State how many lines in the records hold the word "each", giving the number and no other text.

########

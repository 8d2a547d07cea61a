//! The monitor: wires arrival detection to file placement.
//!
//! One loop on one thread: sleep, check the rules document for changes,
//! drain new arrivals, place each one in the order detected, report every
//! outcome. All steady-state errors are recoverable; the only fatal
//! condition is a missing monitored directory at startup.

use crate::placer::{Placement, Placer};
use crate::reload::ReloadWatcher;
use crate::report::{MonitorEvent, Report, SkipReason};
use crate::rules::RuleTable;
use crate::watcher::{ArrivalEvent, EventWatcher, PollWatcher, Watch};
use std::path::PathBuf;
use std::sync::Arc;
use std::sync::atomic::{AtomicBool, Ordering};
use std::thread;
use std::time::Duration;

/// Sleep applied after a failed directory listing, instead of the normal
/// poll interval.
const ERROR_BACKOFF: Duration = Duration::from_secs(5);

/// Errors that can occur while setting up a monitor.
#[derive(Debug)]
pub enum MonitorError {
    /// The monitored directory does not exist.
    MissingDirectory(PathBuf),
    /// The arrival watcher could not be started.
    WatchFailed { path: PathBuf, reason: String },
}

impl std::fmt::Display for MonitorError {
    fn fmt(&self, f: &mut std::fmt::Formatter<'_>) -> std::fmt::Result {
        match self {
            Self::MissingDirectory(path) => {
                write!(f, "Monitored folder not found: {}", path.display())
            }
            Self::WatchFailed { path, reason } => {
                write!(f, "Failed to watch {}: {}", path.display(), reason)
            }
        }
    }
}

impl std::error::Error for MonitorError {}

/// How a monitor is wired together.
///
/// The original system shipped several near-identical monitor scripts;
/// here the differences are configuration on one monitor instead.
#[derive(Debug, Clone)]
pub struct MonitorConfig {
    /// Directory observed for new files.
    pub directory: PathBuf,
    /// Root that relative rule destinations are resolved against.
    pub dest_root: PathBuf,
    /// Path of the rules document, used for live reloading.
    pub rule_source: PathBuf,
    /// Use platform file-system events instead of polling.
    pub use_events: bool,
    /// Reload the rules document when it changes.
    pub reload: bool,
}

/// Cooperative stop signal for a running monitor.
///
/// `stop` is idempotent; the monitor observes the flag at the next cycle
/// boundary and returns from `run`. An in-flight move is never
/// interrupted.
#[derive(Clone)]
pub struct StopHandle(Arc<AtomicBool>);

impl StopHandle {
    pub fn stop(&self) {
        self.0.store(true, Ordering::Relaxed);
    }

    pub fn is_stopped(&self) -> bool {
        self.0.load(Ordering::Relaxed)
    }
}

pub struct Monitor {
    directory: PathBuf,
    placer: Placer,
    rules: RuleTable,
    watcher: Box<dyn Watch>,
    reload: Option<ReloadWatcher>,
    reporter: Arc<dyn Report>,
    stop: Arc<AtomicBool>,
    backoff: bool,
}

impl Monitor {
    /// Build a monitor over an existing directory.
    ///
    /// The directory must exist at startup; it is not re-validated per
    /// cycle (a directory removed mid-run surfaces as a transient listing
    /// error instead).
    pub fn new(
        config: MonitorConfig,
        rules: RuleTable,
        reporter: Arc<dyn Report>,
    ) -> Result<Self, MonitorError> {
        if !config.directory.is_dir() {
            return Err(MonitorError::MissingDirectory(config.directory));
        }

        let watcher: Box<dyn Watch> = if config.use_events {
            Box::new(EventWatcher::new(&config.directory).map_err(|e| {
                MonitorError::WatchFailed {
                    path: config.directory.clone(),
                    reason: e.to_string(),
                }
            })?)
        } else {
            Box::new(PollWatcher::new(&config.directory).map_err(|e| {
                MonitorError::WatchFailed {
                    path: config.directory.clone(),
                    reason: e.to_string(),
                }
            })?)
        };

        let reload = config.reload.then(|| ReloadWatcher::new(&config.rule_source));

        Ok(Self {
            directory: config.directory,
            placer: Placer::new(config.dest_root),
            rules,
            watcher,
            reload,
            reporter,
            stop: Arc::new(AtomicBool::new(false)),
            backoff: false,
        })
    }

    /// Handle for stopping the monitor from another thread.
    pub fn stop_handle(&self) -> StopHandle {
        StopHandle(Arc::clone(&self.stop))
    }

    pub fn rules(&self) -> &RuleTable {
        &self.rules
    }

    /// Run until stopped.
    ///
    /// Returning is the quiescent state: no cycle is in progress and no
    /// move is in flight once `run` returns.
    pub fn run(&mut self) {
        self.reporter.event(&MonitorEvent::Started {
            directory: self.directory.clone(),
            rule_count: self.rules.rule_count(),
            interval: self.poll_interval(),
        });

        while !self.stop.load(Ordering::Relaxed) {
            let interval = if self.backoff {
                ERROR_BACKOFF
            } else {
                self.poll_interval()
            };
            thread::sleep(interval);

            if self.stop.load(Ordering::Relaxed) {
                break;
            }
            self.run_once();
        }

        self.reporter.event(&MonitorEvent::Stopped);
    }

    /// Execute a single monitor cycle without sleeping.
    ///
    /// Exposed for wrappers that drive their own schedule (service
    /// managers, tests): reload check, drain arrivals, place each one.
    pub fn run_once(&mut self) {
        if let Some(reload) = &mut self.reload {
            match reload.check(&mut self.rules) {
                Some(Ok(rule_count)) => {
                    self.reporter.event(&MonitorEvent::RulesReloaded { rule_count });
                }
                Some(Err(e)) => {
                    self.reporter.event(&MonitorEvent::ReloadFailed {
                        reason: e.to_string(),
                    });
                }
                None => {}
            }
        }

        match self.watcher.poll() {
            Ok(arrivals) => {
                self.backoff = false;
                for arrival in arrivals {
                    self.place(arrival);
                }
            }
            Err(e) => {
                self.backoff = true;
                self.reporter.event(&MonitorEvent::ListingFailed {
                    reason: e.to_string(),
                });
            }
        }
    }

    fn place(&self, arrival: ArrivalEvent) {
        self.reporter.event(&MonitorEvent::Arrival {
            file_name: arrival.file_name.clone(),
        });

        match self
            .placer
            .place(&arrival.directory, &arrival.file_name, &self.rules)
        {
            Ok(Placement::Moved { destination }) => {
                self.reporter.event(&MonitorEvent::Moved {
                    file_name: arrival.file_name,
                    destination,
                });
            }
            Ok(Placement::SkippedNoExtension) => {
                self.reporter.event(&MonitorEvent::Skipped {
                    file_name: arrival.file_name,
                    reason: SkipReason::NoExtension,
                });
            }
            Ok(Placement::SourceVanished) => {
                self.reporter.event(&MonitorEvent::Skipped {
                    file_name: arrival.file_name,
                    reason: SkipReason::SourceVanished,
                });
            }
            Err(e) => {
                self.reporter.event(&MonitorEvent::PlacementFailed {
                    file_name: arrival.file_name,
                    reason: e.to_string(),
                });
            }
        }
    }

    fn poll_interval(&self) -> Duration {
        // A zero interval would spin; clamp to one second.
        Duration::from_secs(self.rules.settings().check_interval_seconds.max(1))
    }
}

########

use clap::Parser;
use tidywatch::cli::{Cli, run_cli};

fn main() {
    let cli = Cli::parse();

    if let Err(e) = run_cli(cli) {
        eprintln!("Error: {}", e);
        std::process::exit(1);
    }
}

########

- [Exercise result] 2